# [AIM OF THE TASK]
Looking at the entries below, state how many lines contain the word "attributes". Give the number alone.

# [RECORD EXCERPTS]
=== Section Start ===

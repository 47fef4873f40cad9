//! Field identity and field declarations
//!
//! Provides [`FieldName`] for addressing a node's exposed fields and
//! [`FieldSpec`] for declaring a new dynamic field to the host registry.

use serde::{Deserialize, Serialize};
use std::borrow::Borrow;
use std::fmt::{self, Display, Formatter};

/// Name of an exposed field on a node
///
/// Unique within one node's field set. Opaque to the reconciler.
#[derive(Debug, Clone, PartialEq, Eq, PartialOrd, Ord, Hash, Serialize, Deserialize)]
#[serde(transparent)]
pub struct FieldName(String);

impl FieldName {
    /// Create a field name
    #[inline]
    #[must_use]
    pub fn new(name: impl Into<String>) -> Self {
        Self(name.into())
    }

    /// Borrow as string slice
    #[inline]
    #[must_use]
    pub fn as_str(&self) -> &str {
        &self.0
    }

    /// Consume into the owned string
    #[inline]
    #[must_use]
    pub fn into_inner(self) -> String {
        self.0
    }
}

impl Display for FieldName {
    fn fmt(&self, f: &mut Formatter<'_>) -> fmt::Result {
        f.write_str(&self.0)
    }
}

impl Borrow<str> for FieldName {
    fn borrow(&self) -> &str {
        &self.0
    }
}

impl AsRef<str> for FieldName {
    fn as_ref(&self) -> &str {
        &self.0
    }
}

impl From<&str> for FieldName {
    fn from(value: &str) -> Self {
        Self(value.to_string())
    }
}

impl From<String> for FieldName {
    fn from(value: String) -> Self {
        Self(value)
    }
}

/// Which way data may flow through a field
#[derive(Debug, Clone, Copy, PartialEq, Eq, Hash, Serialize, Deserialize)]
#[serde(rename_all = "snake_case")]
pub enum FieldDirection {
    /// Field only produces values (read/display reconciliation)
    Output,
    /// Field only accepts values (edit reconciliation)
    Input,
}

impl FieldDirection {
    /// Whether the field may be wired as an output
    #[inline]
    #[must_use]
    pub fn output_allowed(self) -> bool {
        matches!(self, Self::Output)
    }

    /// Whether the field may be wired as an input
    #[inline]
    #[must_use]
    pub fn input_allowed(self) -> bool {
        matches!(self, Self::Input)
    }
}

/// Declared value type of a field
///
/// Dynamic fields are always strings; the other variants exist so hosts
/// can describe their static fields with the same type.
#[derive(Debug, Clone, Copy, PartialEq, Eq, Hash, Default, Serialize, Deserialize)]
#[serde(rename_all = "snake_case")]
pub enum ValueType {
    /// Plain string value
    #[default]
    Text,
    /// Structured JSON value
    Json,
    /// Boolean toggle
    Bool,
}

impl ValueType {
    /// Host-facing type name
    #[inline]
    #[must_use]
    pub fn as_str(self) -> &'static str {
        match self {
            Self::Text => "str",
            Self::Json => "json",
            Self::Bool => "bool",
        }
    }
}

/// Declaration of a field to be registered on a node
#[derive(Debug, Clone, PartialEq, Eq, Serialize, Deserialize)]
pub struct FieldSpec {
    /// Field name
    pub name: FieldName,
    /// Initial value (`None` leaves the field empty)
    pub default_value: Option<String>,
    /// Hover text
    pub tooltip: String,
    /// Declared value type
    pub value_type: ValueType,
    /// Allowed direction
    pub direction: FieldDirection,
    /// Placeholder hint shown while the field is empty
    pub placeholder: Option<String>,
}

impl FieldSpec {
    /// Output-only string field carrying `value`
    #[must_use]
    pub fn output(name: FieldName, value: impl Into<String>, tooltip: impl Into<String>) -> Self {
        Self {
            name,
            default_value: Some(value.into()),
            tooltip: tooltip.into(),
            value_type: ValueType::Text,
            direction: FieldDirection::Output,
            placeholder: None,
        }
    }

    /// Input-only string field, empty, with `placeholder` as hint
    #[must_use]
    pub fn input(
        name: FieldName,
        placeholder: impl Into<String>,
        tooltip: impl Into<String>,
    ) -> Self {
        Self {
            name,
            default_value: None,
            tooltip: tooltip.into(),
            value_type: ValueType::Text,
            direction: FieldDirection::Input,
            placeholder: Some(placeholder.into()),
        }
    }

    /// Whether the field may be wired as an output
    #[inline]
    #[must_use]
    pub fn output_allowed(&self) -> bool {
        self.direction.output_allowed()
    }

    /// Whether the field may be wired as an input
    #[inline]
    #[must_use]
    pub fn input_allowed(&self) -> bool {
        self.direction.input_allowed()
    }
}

=== Section End ===
=== Section Start ===

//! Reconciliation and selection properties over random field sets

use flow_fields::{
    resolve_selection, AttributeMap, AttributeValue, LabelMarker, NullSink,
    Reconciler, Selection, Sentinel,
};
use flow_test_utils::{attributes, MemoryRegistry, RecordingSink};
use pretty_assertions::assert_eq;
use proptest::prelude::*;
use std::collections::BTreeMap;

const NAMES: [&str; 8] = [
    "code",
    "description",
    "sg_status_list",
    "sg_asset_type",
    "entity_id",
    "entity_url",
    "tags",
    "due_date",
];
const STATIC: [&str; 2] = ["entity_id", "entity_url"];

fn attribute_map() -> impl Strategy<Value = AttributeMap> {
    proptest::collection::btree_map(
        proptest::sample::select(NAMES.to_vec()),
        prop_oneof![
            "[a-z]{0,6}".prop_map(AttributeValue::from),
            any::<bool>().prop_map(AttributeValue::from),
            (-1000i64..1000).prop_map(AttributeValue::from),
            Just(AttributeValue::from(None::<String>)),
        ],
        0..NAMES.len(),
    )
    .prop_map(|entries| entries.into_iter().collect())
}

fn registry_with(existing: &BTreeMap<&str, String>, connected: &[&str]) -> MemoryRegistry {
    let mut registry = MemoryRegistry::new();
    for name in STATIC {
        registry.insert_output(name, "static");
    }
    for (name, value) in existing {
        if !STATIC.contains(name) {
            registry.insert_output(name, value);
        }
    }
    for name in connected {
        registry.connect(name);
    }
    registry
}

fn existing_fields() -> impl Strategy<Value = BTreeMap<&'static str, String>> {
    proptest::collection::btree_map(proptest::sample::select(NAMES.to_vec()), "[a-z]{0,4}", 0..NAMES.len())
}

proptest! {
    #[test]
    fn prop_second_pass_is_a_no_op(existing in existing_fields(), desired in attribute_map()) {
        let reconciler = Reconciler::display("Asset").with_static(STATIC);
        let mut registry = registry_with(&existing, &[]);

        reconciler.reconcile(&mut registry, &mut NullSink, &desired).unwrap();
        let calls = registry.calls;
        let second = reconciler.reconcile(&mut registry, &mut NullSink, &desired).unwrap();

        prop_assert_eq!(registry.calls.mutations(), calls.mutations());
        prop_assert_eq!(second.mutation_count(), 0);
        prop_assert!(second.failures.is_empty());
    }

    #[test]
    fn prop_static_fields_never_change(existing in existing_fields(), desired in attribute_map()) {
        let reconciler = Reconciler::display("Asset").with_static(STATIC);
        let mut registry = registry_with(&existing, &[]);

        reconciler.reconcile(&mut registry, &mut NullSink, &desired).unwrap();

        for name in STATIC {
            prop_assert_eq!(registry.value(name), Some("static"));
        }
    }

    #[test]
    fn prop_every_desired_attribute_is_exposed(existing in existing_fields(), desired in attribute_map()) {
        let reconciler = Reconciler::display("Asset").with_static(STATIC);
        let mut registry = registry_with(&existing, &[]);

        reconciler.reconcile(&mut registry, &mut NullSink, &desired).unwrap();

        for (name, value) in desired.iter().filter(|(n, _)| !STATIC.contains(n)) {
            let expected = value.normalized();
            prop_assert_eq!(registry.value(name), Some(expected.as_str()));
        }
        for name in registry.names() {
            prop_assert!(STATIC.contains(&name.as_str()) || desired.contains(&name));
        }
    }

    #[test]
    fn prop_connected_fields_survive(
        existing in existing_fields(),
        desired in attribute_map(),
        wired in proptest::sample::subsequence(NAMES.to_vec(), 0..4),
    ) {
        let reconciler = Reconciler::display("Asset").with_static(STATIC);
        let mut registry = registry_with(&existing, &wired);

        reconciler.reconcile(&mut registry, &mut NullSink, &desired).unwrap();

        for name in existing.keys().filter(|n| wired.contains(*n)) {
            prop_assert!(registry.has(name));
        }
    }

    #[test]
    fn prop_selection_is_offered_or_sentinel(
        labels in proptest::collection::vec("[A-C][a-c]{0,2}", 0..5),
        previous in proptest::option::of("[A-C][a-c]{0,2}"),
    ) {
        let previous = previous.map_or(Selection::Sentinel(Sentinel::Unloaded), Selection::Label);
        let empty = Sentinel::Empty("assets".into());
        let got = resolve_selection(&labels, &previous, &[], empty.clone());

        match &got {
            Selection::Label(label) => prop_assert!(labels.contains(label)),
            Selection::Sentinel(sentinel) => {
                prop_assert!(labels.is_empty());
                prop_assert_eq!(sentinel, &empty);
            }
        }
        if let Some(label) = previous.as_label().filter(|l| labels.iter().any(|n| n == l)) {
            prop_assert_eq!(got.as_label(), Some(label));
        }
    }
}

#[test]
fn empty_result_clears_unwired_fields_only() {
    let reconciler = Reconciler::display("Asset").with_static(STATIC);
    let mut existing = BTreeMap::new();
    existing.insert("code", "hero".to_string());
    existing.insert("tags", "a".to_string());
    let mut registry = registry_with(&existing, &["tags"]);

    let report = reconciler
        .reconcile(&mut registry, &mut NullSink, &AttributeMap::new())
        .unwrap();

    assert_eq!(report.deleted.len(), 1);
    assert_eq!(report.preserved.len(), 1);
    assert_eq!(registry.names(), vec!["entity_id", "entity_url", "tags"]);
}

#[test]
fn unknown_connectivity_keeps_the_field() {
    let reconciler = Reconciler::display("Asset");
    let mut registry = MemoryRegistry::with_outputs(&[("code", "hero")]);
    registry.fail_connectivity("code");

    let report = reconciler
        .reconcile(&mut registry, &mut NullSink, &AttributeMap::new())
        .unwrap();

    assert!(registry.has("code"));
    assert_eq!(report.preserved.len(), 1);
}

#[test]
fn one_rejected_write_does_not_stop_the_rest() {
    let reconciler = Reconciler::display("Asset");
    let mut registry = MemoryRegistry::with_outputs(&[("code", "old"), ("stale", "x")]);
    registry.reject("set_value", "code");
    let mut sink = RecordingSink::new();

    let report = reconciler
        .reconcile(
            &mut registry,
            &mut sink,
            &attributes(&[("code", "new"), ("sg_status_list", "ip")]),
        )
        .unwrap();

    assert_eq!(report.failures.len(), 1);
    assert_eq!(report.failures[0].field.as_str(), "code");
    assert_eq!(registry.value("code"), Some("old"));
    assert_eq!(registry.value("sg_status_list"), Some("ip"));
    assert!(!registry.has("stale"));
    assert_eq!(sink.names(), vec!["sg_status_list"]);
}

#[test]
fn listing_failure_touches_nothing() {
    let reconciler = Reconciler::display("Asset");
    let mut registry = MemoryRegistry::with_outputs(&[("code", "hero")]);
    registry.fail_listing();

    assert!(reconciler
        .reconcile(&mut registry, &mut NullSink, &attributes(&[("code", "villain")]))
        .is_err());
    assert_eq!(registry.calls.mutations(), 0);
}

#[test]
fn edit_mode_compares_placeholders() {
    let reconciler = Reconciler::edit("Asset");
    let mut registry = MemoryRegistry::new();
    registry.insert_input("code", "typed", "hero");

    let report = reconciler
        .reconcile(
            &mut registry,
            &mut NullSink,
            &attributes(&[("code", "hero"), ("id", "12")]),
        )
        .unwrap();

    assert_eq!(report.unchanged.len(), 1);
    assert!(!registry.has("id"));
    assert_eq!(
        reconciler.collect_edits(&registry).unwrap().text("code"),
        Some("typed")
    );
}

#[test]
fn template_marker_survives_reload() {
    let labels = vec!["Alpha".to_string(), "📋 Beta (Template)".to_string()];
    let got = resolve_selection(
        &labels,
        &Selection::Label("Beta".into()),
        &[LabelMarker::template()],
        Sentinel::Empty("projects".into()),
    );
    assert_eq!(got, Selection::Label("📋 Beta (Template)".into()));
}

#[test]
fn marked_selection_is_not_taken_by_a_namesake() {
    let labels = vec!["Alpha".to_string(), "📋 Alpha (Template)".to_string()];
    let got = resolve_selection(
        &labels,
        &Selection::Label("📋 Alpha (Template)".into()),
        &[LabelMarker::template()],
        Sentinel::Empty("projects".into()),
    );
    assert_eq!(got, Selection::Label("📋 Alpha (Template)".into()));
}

=== Section End ===

# [SOLVED EXERCISE]
4